Fundamental Theorem of Arithmetic

 

정리1

$p$ is a prime,  $p|ab$

$\Rightarrow$  $p|a$  or  $p|b$

 

  Case 1 : $p|a$

  we are done

 

  Case 2 : $p \!\!\! \not | a$

  Then, $gcd(a,p)=1$

  So there exist $x,y \in \mathbb{Z}$  s.t.  $ax+py=1$

  $\Rightarrow$ $abx+pby = b$

  since $p|ab$  and  $p|p$,

  so $p|abx+pby$

  $\therefore$   $p|b$

 

 

 

따름정리 Prime Divisibility Property (PDP)

$p$ is a prime,  $p|a_{1}a_{2} \cdots a_{n}$

$\Rightarrow$  $p|a_{i}$  for some $i$

 

 

 

정리2 Fundamental Theorem of Arithmetic (FTA)
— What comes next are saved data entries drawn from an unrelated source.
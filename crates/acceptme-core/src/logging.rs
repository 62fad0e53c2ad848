//! Logging configuration using tracing
//!
//! The terminal is owned by the UI, so everything goes to a rolling log file.

use std::path::PathBuf;
use tracing_appender::rolling::{RollingFileAppender, Rotation};
use tracing_subscriber::{fmt, prelude::*, EnvFilter};

use crate::error::{Result, ResultExt};

/// Environment variable that overrides the log filter
pub const LOG_ENV_VAR: &str = "ACCEPTME_LOG";

const DEFAULT_FILTER: &str = "acceptme=info,warn";
const LOG_FILE_NAME: &str = "acceptme.log";

/// Initialize the logging subsystem
///
/// Logs are written to `~/.local/share/acceptme/logs/`
/// Log level is controlled by the `ACCEPTME_LOG` environment variable.
///
/// # Examples
/// ```bash
/// ACCEPTME_LOG=debug acceptme
/// ACCEPTME_LOG=acceptme_bridge=trace acceptme --offline
/// ```
pub fn init() -> Result<()> {
    let log_dir = get_log_directory()?;
    std::fs::create_dir_all(&log_dir).context("Failed to create log directory")?;

    let file_appender = RollingFileAppender::new(Rotation::DAILY, &log_dir, LOG_FILE_NAME);

    tracing_subscriber::registry()
        .with(env_filter())
        .with(
            fmt::layer()
                .with_writer(file_appender)
                .with_ansi(false)
                .with_target(true)
                .with_thread_ids(false)
                .with_file(true)
                .with_line_number(true)
                .with_timer(fmt::time::ChronoLocal::new(
                    "%Y-%m-%d %H:%M:%S%.3f".to_string(),
                )),
        )
        .init();

    tracing::info!("═══════════════════════════════════════════════════════");
    tracing::info!("AcceptMe starting (v{})", env!("CARGO_PKG_VERSION"));
    tracing::info!("Log directory: {}", log_dir.display());
    tracing::info!("═══════════════════════════════════════════════════════");

    Ok(())
}

/// Build the filter from `ACCEPTME_LOG`, falling back to the default
fn env_filter() -> EnvFilter {
    EnvFilter::try_from_env(LOG_ENV_VAR).unwrap_or_else(|_| EnvFilter::new(DEFAULT_FILTER))
}

/// Get the log directory path
fn get_log_directory() -> Result<PathBuf> {
    let base = dirs::data_local_dir().unwrap_or_else(|| PathBuf::from("."));
    Ok(base.join("acceptme").join("logs"))
}

/// Get the log file path for the current day
pub fn get_current_log_file() -> Result<PathBuf> {
    let dir = get_log_directory()?;
    let day = chrono::Local::now().format("%Y-%m-%d");
    Ok(dir.join(format!("{LOG_FILE_NAME}.{day}")))
}

#[cfg(test)]
mod tests {
    use super::*;
    use serial_test::serial;

    #[test]
    #[serial]
    fn test_env_filter_defaults_without_variable() {
        std::env::remove_var(LOG_ENV_VAR);
        assert_eq!(env_filter().to_string(), EnvFilter::new(DEFAULT_FILTER).to_string());
    }

    #[test]
    #[serial]
    fn test_env_filter_reads_variable() {
        std::env::set_var(LOG_ENV_VAR, "debug");
        let filter = env_filter().to_string();
        std::env::remove_var(LOG_ENV_VAR);
        assert_eq!(filter, "debug");
    }

    #[test]
    fn test_log_file_lives_in_acceptme_dir() {
        let path = get_current_log_file().unwrap();
        let rendered = path.to_string_lossy();
        assert!(rendered.contains("acceptme"));
        assert!(path
            .file_name()
            .unwrap()
            .to_string_lossy()
            .starts_with("acceptme.log."));
    }
}
//! Line protocol spoken by the backend process
//!
//! Each stdout line is one JSON object: either a response to a request we
//! sent, or an unsolicited event. Anything else is treated as plain output.

use serde::Deserialize;
use serde_json::Value;

/// A parsed stdout line from the backend
#[derive(Debug, Clone, PartialEq, Deserialize)]
#[serde(untagged)]
pub enum RawMessage {
    /// A response to a request we sent
    Response {
        id: u64,
        #[serde(default)]
        result: Option<Value>,
        #[serde(default)]
        error: Option<Value>,
    },
    /// An event from the backend (unsolicited)
    Event {
        event: String,
        #[serde(default)]
        params: Value,
    },
}

impl RawMessage {
    /// Parse a JSON line into a RawMessage
    pub fn parse(line: &str) -> Option<Self> {
        let trimmed = line.trim();
        if !trimmed.starts_with('{') {
            return None;
        }
        serde_json::from_str(trimmed).ok()
    }

    /// Get a human-readable summary of this message
    pub fn summary(&self) -> String {
        match self {
            RawMessage::Response { id, error, .. } => {
                if error.is_some() {
                    format!("Response #{}: error", id)
                } else {
                    format!("Response #{}: ok", id)
                }
            }
            RawMessage::Event { event, .. } => format!("Event: {}", event),
        }
    }
}

/// Severity carried by a backend `log` event
#[derive(Debug, Clone, Copy, PartialEq, Eq)]
pub enum BackendLogLevel {
    Debug,
    Info,
    Warn,
    Error,
}

/// A diagnostic line forwarded by the backend
#[derive(Debug, Clone, PartialEq, Eq)]
pub struct BackendLog {
    pub level: BackendLogLevel,
    pub message: String,
}

impl BackendLog {
    /// Extract a log record from a `log` event's params
    pub fn from_params(params: &Value) -> Option<Self> {
        let message = params.get("message")?.as_str()?.to_string();
        let level = match params
            .get("level")
            .and_then(Value::as_str)
            .map(str::to_ascii_lowercase)
            .as_deref()
        {
            Some("debug") | Some("trace") => BackendLogLevel::Debug,
            Some("warn") | Some("warning") => BackendLogLevel::Warn,
            Some("error") => BackendLogLevel::Error,
            _ => BackendLogLevel::Info,
        };
        Some(Self { level, message })
    }
}

#[cfg(test)]
mod tests {
    use super::*;
    use serde_json::json;

    #[test]
    fn test_parse_response() {
        let msg = RawMessage::parse(r#"{"id":3,"result":true}"#).unwrap();
        assert_eq!(
            msg,
            RawMessage::Response {
                id: 3,
                result: Some(json!(true)),
                error: None
            }
        );
        assert_eq!(msg.summary(), "Response #3: ok");
    }

    #[test]
    fn test_parse_error_response() {
        let msg = RawMessage::parse(r#"{"id":4,"error":"not connected"}"#).unwrap();
        assert_eq!(msg.summary(), "Response #4: error");
    }

    #[test]
    fn test_parse_null_result() {
        let msg = RawMessage::parse(r#"{"id":5,"result":null}"#).unwrap();
        assert!(matches!(msg, RawMessage::Response { id: 5, result: None, error: None }));
    }

    #[test]
    fn test_parse_event() {
        let msg =
            RawMessage::parse(r#"{"event":"log","params":{"level":"warn","message":"x"}}"#)
                .unwrap();
        assert_eq!(msg.summary(), "Event: log");
    }

    #[test]
    fn test_parse_plain_output() {
        assert!(RawMessage::parse("LCU lockfile found").is_none());
        assert!(RawMessage::parse("{not json").is_none());
        assert!(RawMessage::parse("").is_none());
    }

    #[test]
    fn test_backend_log_levels() {
        let log = BackendLog::from_params(&json!({"level": "WARNING", "message": "slow"})).unwrap();
        assert_eq!(log.level, BackendLogLevel::Warn);
        let log = BackendLog::from_params(&json!({"message": "hello"})).unwrap();
        assert_eq!(log.level, BackendLogLevel::Info);
        assert!(BackendLog::from_params(&json!({"level": "info"})).is_none());
    }
}
//! Main TUI runner - entry point and event loop

use acceptme_app::config::Settings;
use acceptme_app::Engine;
use acceptme_bridge::BridgeClient;
use acceptme_core::prelude::*;
use ratatui::DefaultTerminal;

use crate::{event, render, terminal};

/// Run the TUI against a connected backend until the user quits.
///
/// The terminal is restored and the backend shut down even when the loop
/// fails.
pub async fn run(settings: Settings, client: BridgeClient) -> Result<()> {
    terminal::install_panic_hook();
    let mut term = terminal::init()?;

    let mut engine = Engine::new(settings, client);
    engine.start();

    let result = run_loop(&mut term, &mut engine);
    if let Err(e) = &result {
        error!("Event loop failed: {}", e);
    }

    engine.shutdown().await;
    terminal::restore();

    result
}

fn run_loop(term: &mut DefaultTerminal, engine: &mut Engine) -> Result<()> {
    while !engine.should_quit() {
        // Backend results, poller ticks, signals
        engine.drain_pending_messages();

        term.draw(|frame| render::view(frame, &engine.state))?;

        if let Some(message) = event::poll()? {
            engine.process_message(message);
        }
    }

    Ok(())
}
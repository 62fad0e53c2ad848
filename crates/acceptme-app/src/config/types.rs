//! Configuration types

use std::path::PathBuf;
use std::time::Duration;

use serde::{Deserialize, Serialize};

use acceptme_core::icons::{DEFAULT_CDN_BASE, DEFAULT_CDN_VERSION};
use acceptme_core::CdnSource;

/// Smallest accepted status poll interval
pub const MIN_POLL_INTERVAL_MS: u64 = 250;

/// Client settings (config.toml)
#[derive(Debug, Clone, Default, PartialEq, Deserialize, Serialize)]
pub struct Settings {
    #[serde(default)]
    pub backend: BackendSettings,

    #[serde(default)]
    pub status: StatusSettings,

    #[serde(default)]
    pub assets: AssetSettings,

    #[serde(default)]
    pub ui: UiSettings,
}

/// How to reach the backend
#[derive(Debug, Clone, PartialEq, Deserialize, Serialize)]
pub struct BackendSettings {
    /// Backend executable (name on PATH or absolute path)
    #[serde(default, skip_serializing_if = "Option::is_none")]
    pub command: Option<String>,

    /// Extra arguments passed to the backend
    #[serde(default)]
    pub args: Vec<String>,

    /// Per-request timeout in milliseconds
    #[serde(default = "default_request_timeout_ms")]
    pub request_timeout_ms: u64,
}

impl Default for BackendSettings {
    fn default() -> Self {
        Self {
            command: None,
            args: Vec::new(),
            request_timeout_ms: default_request_timeout_ms(),
        }
    }
}

impl BackendSettings {
    pub fn request_timeout(&self) -> Duration {
        Duration::from_millis(self.request_timeout_ms.max(1))
    }
}

/// Status polling
#[derive(Debug, Clone, PartialEq, Deserialize, Serialize)]
pub struct StatusSettings {
    /// Interval between status refreshes in milliseconds
    #[serde(default = "default_poll_interval_ms")]
    pub poll_interval_ms: u64,
}

impl Default for StatusSettings {
    fn default() -> Self {
        Self {
            poll_interval_ms: default_poll_interval_ms(),
        }
    }
}

impl StatusSettings {
    pub fn poll_interval(&self) -> Duration {
        Duration::from_millis(self.poll_interval_ms.max(MIN_POLL_INTERVAL_MS))
    }
}

/// Champion icon sources
#[derive(Debug, Clone, PartialEq, Deserialize, Serialize)]
pub struct AssetSettings {
    /// Directory holding the bundled `champions/` and `icons/` folders
    #[serde(default, skip_serializing_if = "Option::is_none")]
    pub asset_dir: Option<PathBuf>,

    /// Data Dragon patch version used for fallback images
    #[serde(default = "default_cdn_version")]
    pub cdn_version: String,

    /// Data Dragon base URL
    #[serde(default = "default_cdn_base")]
    pub cdn_base: String,
}

impl Default for AssetSettings {
    fn default() -> Self {
        Self {
            asset_dir: None,
            cdn_version: default_cdn_version(),
            cdn_base: default_cdn_base(),
        }
    }
}

impl AssetSettings {
    pub fn cdn_source(&self) -> CdnSource {
        CdnSource::new(self.cdn_base.clone(), self.cdn_version.clone())
    }
}

/// UI behavior
#[derive(Debug, Clone, Default, PartialEq, Deserialize, Serialize)]
pub struct UiSettings {
    /// Ask before quitting while auto-accept is running
    #[serde(default)]
    pub confirm_quit: bool,
}

fn default_request_timeout_ms() -> u64 {
    10_000
}

fn default_poll_interval_ms() -> u64 {
    2_000
}

fn default_cdn_version() -> String {
    DEFAULT_CDN_VERSION.to_string()
}

fn default_cdn_base() -> String {
    DEFAULT_CDN_BASE.to_string()
}

#[cfg(test)]
mod tests {
    use super::*;

    #[test]
    fn test_defaults() {
        let settings = Settings::default();
        assert_eq!(settings.status.poll_interval(), Duration::from_millis(2000));
        assert_eq!(settings.backend.request_timeout(), Duration::from_secs(10));
        assert_eq!(settings.assets.cdn_version, "13.24.1");
        assert!(settings.backend.command.is_none());
        assert!(!settings.ui.confirm_quit);
    }

    #[test]
    fn test_poll_interval_has_floor() {
        let status = StatusSettings {
            poll_interval_ms: 10,
        };
        assert_eq!(status.poll_interval(), Duration::from_millis(MIN_POLL_INTERVAL_MS));
    }

    #[test]
    fn test_partial_toml_fills_defaults() {
        let settings: Settings = toml::from_str(
            r#"
            [backend]
            command = "acceptme-backend"

            [assets]
            cdn_version = "14.20.1"
            "#,
        )
        .unwrap();

        assert_eq!(settings.backend.command.as_deref(), Some("acceptme-backend"));
        assert_eq!(settings.backend.request_timeout_ms, 10_000);
        assert_eq!(settings.assets.cdn_version, "14.20.1");
        assert_eq!(settings.assets.cdn_base, DEFAULT_CDN_BASE);
        assert_eq!(settings.status.poll_interval_ms, 2_000);
    }

    #[test]
    fn test_cdn_source_from_settings() {
        let assets = AssetSettings {
            cdn_version: "14.1.1".into(),
            ..AssetSettings::default()
        };
        assert!(assets
            .cdn_source()
            .champion_url("Ahri")
            .contains("/14.1.1/img/champion/Ahri.png"));
    }
}
//! Helpers shared by the modal widgets (champion picker, quit dialog).

use ratatui::buffer::Buffer;
use ratatui::layout::Rect;
use ratatui::style::Style;
use ratatui::widgets::{Clear, Widget};

use crate::theme::palette;

/// Center a fixed-size rect within an area, clamped to the area.
///
/// ```
/// use ratatui::layout::Rect;
/// use acceptme_tui::widgets::modal_overlay::centered_rect;
///
/// let modal = centered_rect(40, 10, Rect::new(0, 0, 80, 24));
/// assert_eq!(modal, Rect::new(20, 7, 40, 10));
/// ```
pub fn centered_rect(width: u16, height: u16, area: Rect) -> Rect {
    let w = width.min(area.width);
    let h = height.min(area.height);
    let x = area.x + (area.width.saturating_sub(w)) / 2;
    let y = area.y + (area.height.saturating_sub(h)) / 2;
    Rect::new(x, y, w, h)
}

/// Mute everything under a modal
pub fn dim_background(buf: &mut Buffer, area: Rect) {
    let dim_style = Style::default()
        .fg(palette::TEXT_MUTED)
        .bg(palette::DEEPEST_BG);

    for y in area.top()..area.bottom() {
        for x in area.left()..area.right() {
            if let Some(cell) = buf.cell_mut((x, y)) {
                cell.set_style(dim_style);
            }
        }
    }
}

/// One-cell shadow along the right and bottom edges of `modal`
pub fn render_shadow(buf: &mut Buffer, modal: Rect) {
    let shadow_style = Style::default().fg(palette::SHADOW).bg(palette::SHADOW);

    let right_x = modal.right();
    for y in modal.top().saturating_add(1)..=modal.bottom() {
        if let Some(cell) = buf.cell_mut((right_x, y)) {
            cell.set_char(' ');
            cell.set_style(shadow_style);
        }
    }

    let bottom_y = modal.bottom();
    for x in modal.left().saturating_add(1)..=modal.right() {
        if let Some(cell) = buf.cell_mut((x, bottom_y)) {
            cell.set_char(' ');
            cell.set_style(shadow_style);
        }
    }
}

/// Dim the screen, clear `modal` and draw its shadow
pub fn prepare(buf: &mut Buffer, screen: Rect, modal: Rect) {
    dim_background(buf, screen);
    Clear.render(modal, buf);
    render_shadow(buf, modal);
}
Let $n$ be an integer and $n \geq 2$

1. $n$ can be factored into a product of primes.

(i.e. there exist primes $p_{1}, p_{2}, \cdots, p_{r}$   s.t.   $n=p_{1}p_{2} \cdots p_{r}$)

 

2. $n$ is factored into a product of primes in a "unique" way :

           Suppose $n = p_{1}p_{2} \cdots p_{r}$ and $n = q_{1}q_{2} \cdots q_{s}$ where $p_{i}, \; q_{i}$ are primes.

           Then $r=s$ and $[p_{1}, p_{2}, \cdots, p_{r}] = [q_{1}, q_{2}, \cdots, q_{s}] $ as multisets.

(i.e. $r=s$, and after rearranging $q_{i}'s$ if necessary, $p_{i} = q_{i}$ for all $i$.)

 

pf)

  We use mathematical induction on $n$ when $n=2$, it holds since $2$ is a prime.

  Suppose FTA - 1 holds for $n \leq k$ for some $k \geq 2$

  Let $n=k+1$

 

  Case 1 : $k+1$ is a prime

  Done

 

  Case 2 : $k+1$ is not a prime

  Then $k+1 = ab$ for some integers $2 \leq a,b \leq k$.

  By the induction hypothesis,

  $a=p_{1}p_{2} \cdots p_{r}$  and  $b=q_{1}q_{2} \cdots q_{s}$ for some primes $p_{i}, \; q_{i}$

  $\therefore$  $n = k+1 = ab = p_{1}p_{2} \cdots p_{r} q_{1}q_{2} \cdots q_{s}$ is a product of primes.

 

  WLOG WMA $r \leq s$

  (without loss of generality, we may assume)

  Then, $p_{1} |  n = q_{1}q_{2} \cdots q_{s}$

  By PDP, we get $p_{1} | q_{i}$ for some $i$. Since $q_{i}$ is also a prime, so $p_{1} = q_{i}$.

  Rearrange $q_{j}'s$ so that $p_{1} = q_{1}$.

  So $ p_{1}p_{2} \cdots p_{r} = p_{1}q_{2} \cdots q_{s}$

  $\Rightarrow$ $ p_{2} \cdots p_{r} = q_{2} \cdots q_{s}$

  Repeat this process for finitely many times

 

  Suppose 1 : $r<s$

  Then we get $1 = q_{r+1}q_{r+2} \cdots q_{s}$

  Since $q_{i}'s$ are primes,

  Contradiction

 

  $\therefore$  $r=s$

  During the above process, we also showed that $p_{i} = q_{i}$ $(1 \leq i \leq r)$ after rearranging $q_{i}'s$.